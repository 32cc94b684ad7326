//! Runtime configuration for the room finder core.
//!
//! Every tunable the components need (fuzzy threshold, walking speed, tile
//! styles, theme colours, readiness policy) lives in one [`FinderConfig`]
//! value that is passed in explicitly. Missing JSON fields take defaults.
//!
//! ```
//! use roomfinder_logic::config::{validate_config, FinderConfig};
//!
//! let config = FinderConfig::from_json_str(r#"{ "route": { "walking_speed_kmh": 4.5 } }"#).unwrap();
//! assert_eq!(config.route.walking_speed_kmh, 4.5);
//! assert_eq!(config.search.fuzzy_threshold, 60.0);
//! assert!(validate_config(&config).is_empty());
//! ```

use std::time::Duration;

use serde::{Deserialize, Serialize};

use crate::error::Result;
use crate::geometry::Bounds;
use crate::styles::StyleTable;
use crate::surface::{LineStyle, MarkerStyle, PolygonStyle};

/// Top-level configuration.
#[derive(Debug, Clone, Default, Serialize, Deserialize)]
#[serde(default)]
pub struct FinderConfig {
    pub search: SearchConfig,
    pub route: RouteConfig,
    /// Records outside this box are dropped at catalog load.
    pub envelope: Bounds,
    pub map: MapSettings,
}

/// Search tuning.
#[derive(Debug, Clone, Serialize, Deserialize)]
#[serde(default)]
pub struct SearchConfig {
    /// Maximum hits returned.
    pub limit: usize,
    /// Minimum combined score (0–100) to keep a hit.
    pub fuzzy_threshold: f64,
    /// Popular destinations shown when the query is empty.
    pub featured: Vec<String>,
}

impl Default for SearchConfig {
    fn default() -> Self {
        Self {
            limit: 5,
            fuzzy_threshold: 60.0,
            featured: vec![
                "Library".into(),
                "Cafeteria".into(),
                "Auditorium".into(),
                "Computer Lab 1".into(),
                "A101".into(),
                "B205".into(),
            ],
        }
    }
}

#[derive(Debug, Clone, Serialize, Deserialize)]
#[serde(default)]
pub struct RouteConfig {
    pub walking_speed_kmh: f64,
}

impl Default for RouteConfig {
    fn default() -> Self {
        Self {
            walking_speed_kmh: 5.0,
        }
    }
}

/// Everything the map controller needs besides data.
#[derive(Debug, Clone, Serialize, Deserialize)]
#[serde(default)]
pub struct MapSettings {
    pub styles: StyleTable,
    pub theme: MapTheme,
    /// Pixels kept free around fitted bounds.
    pub fit_padding: u32,
    pub readiness: ReadinessConfig,
}

impl Default for MapSettings {
    fn default() -> Self {
        Self {
            styles: StyleTable::default(),
            theme: MapTheme::default(),
            fit_padding: 30,
            readiness: ReadinessConfig::default(),
        }
    }
}

/// Layer appearance.
#[derive(Debug, Clone, Serialize, Deserialize)]
#[serde(default)]
pub struct MapTheme {
    pub room_marker: MarkerStyle,
    pub user_marker: MarkerStyle,
    pub selected_marker: MarkerStyle,
    pub route_line: LineStyle,
    pub boundary: PolygonStyle,
}

impl Default for MapTheme {
    fn default() -> Self {
        Self {
            room_marker: MarkerStyle::new("gray", "door-open"),
            user_marker: MarkerStyle::new("blue", "user"),
            selected_marker: MarkerStyle::new("red", "map-marker"),
            route_line: LineStyle {
                color: "#4CAF50".into(),
                weight: 5.0,
                opacity: 0.8,
                dash: Some("10, 5".into()),
            },
            boundary: PolygonStyle {
                stroke_color: "#D32F2F".into(),
                stroke_weight: 3.0,
                fill_color: "#4CAF50".into(),
                fill_opacity: 0.2,
            },
        }
    }
}

/// How long to wait for the map surface to come up.
#[derive(Debug, Clone, Serialize, Deserialize)]
#[serde(default)]
pub struct ReadinessConfig {
    pub poll_interval_ms: u64,
    pub max_attempts: u32,
}

impl Default for ReadinessConfig {
    fn default() -> Self {
        Self {
            poll_interval_ms: 100,
            max_attempts: 50,
        }
    }
}

impl ReadinessConfig {
    pub fn poll_interval(&self) -> Duration {
        Duration::from_millis(self.poll_interval_ms)
    }
}

impl FinderConfig {
    pub fn from_json_str(json: &str) -> Result<Self> {
        Ok(serde_json::from_str(json)?)
    }
}

/// Check a configuration. Returns human-readable problems; empty means valid.
pub fn validate_config(config: &FinderConfig) -> Vec<String> {
    let mut errors = Vec::new();

    if config.search.limit == 0 {
        errors.push("search.limit must be at least 1".to_string());
    }
    let t = config.search.fuzzy_threshold;
    if !(0.0..=100.0).contains(&t) {
        errors.push(format!("search.fuzzy_threshold must be 0–100, got {}", t));
    }

    let speed = config.route.walking_speed_kmh;
    if !speed.is_finite() || speed <= 0.0 {
        errors.push(format!("route.walking_speed_kmh must be positive, got {}", speed));
    }

    let env = &config.envelope;
    if !env.min.is_finite() || !env.max.is_finite() {
        errors.push("envelope corners must be finite".to_string());
    } else if env.min.lat > env.max.lat || env.min.lon > env.max.lon {
        errors.push("envelope min corner must not exceed max corner".to_string());
    }

    let styles = &config.map.styles;
    if styles.styles.is_empty() {
        errors.push("map.styles must define at least one style".to_string());
    } else if styles.get(&styles.default_key).is_none() {
        errors.push(format!(
            "map.styles.default_key {:?} does not name a style",
            styles.default_key
        ));
    }
    let mut seen = std::collections::HashSet::new();
    for key in styles.keys() {
        if !seen.insert(key) {
            errors.push(format!("duplicate map style key {:?}", key));
        }
    }

    if config.map.readiness.poll_interval_ms == 0 {
        errors.push("map.readiness.poll_interval_ms must be positive".to_string());
    }
    if config.map.readiness.max_attempts == 0 {
        errors.push("map.readiness.max_attempts must be at least 1".to_string());
    }

    errors
}

#[cfg(test)]
mod tests {
    use super::*;

    #[test]
    fn test_default_config_is_valid() {
        let errors = validate_config(&FinderConfig::default());
        assert!(errors.is_empty(), "unexpected errors: {:?}", errors);
    }

    #[test]
    fn test_empty_json_gives_defaults() {
        let config = FinderConfig::from_json_str("{}").unwrap();
        assert_eq!(config.search.limit, 5);
        assert_eq!(config.route.walking_speed_kmh, 5.0);
        assert_eq!(config.envelope, Bounds::WORLD);
        assert_eq!(config.map.styles.styles.len(), 5);
        assert_eq!(config.map.readiness.poll_interval(), Duration::from_millis(100));
    }

    #[test]
    fn test_partial_override() {
        let json = r#"{
            "search": { "fuzzy_threshold": 75 },
            "envelope": { "min": { "lat": -1.0, "lon": 37.0 }, "max": { "lat": 0.0, "lon": 38.0 } },
            "map": { "fit_padding": 12 }
        }"#;
        let config = FinderConfig::from_json_str(json).unwrap();
        assert_eq!(config.search.fuzzy_threshold, 75.0);
        assert_eq!(config.search.limit, 5);
        assert_eq!(config.envelope.min.lat, -1.0);
        assert_eq!(config.map.fit_padding, 12);
        assert_eq!(config.map.theme.user_marker.color, "blue");
    }

    #[test]
    fn test_malformed_json_is_error() {
        assert!(FinderConfig::from_json_str("{ not json").is_err());
    }

    #[test]
    fn test_invalid_values_reported() {
        let mut config = FinderConfig::default();
        config.search.limit = 0;
        config.search.fuzzy_threshold = 140.0;
        config.route.walking_speed_kmh = 0.0;
        config.map.styles.default_key = "neon".into();
        config.map.readiness.max_attempts = 0;
        let errors = validate_config(&config);
        assert_eq!(errors.len(), 5, "{:?}", errors);
        assert!(errors.iter().any(|e| e.contains("walking_speed_kmh")));
        assert!(errors.iter().any(|e| e.contains("neon")));
    }

    #[test]
    fn test_inverted_envelope_reported() {
        let mut config = FinderConfig::default();
        config.envelope.min.lat = 10.0;
        config.envelope.max.lat = -10.0;
        let errors = validate_config(&config);
        assert_eq!(errors.len(), 1);
        assert!(errors[0].contains("envelope"));
    }
}
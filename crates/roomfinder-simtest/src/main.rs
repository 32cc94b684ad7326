//! Campus Room Finder Headless Harness
//!
//! Validates room-finder logic and shipped data without a browser.
//! Runs entirely in-process: no map tiles, no networking, no rendering.
//!
//! Usage:
//!   cargo run -p roomfinder-simtest
//!   cargo run -p roomfinder-simtest -- --verbose
//!   RUST_LOG=debug cargo run -p roomfinder-simtest

use std::sync::Arc;

use roomfinder_logic::access::{self, AccessDecision, CampusBoundary, DenialReason};
use roomfinder_logic::catalog::RoomCatalog;
use roomfinder_logic::config::{validate_config, FinderConfig};
use roomfinder_logic::geometry::LatLon;
use roomfinder_logic::location::UserLocation;
use roomfinder_logic::map_sync::{ControllerState, LayerKey, MapSnapshot, MapSyncController};
use roomfinder_logic::recording::{LayerKind, RecordingSurface};
use roomfinder_logic::route;
use roomfinder_logic::search::SearchIndex;
use serde::Deserialize;
use tracing_subscriber::{layer::SubscriberExt, util::SubscriberInitExt, EnvFilter};

// ── Shipped data (same files a deployment reads) ────────────────────────
const ROOMS_JSON: &str = include_str!("../../../data/rooms.json");
const BOUNDARY_JSON: &str = include_str!("../../../data/campus_boundary.json");
const CONFIG_JSON: &str = include_str!("../../../data/finder_config.json");

/// Just enough of a room record to cross-check the catalog's counts.
#[derive(Debug, Deserialize)]
struct RecordHeader {
    id: Option<u32>,
}

// ── Test harness ────────────────────────────────────────────────────────

struct TestResult {
    name: String,
    passed: bool,
    detail: String,
}

struct Fixture {
    config: FinderConfig,
    catalog: Arc<RoomCatalog>,
    boundary: CampusBoundary,
}

fn main() {
    let verbose = std::env::args().any(|a| a == "--verbose");

    // Library code logs through `log`; the subscriber picks those records up.
    let filter = EnvFilter::try_from_default_env().unwrap_or_else(|_| {
        EnvFilter::new(if verbose { "roomfinder_logic=debug" } else { "warn" })
    });
    tracing_subscriber::registry()
        .with(filter)
        .with(tracing_subscriber::fmt::layer())
        .init();
    println!("=== Campus Room Finder Harness ===\n");

    let mut results = Vec::new();

    // 1. Configuration and data files
    let fixture = match load_fixture(&mut results) {
        Some(f) => f,
        None => return finish(results, verbose),
    };

    // 2. Room catalog
    results.extend(validate_catalog(&fixture, verbose));

    // 3. Search
    results.extend(validate_search(&fixture, verbose));

    // 4. Walking routes
    results.extend(validate_routes(&fixture, verbose));

    // 5. Access gate
    results.extend(validate_access(&fixture, verbose));

    // 6. Map synchronisation against a recording surface
    results.extend(validate_map_sync(&fixture, verbose));

    finish(results, verbose);
}

fn finish(results: Vec<TestResult>, verbose: bool) {
    println!();
    let passed = results.iter().filter(|r| r.passed).count();
    let failed = results.iter().filter(|r| !r.passed).count();
    let total = results.len();

    for r in &results {
        let icon = if r.passed { "✓" } else { "✗" };
        if !r.passed || verbose {
            println!("  {} {}: {}", icon, r.name, r.detail);
        }
    }

    println!(
        "\n=== RESULT: {}/{} passed, {} failed ===",
        passed, total, failed
    );

    if failed > 0 {
        std::process::exit(1);
    }
}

-------

* _Exercise aim_:
The lines sought are those in the data above that include the string "neon"; copy each one.

* _Written reply_:
        config.map.styles.default_key = "neon".into();
        assert!(errors.iter().any(|e| e.contains("neon")));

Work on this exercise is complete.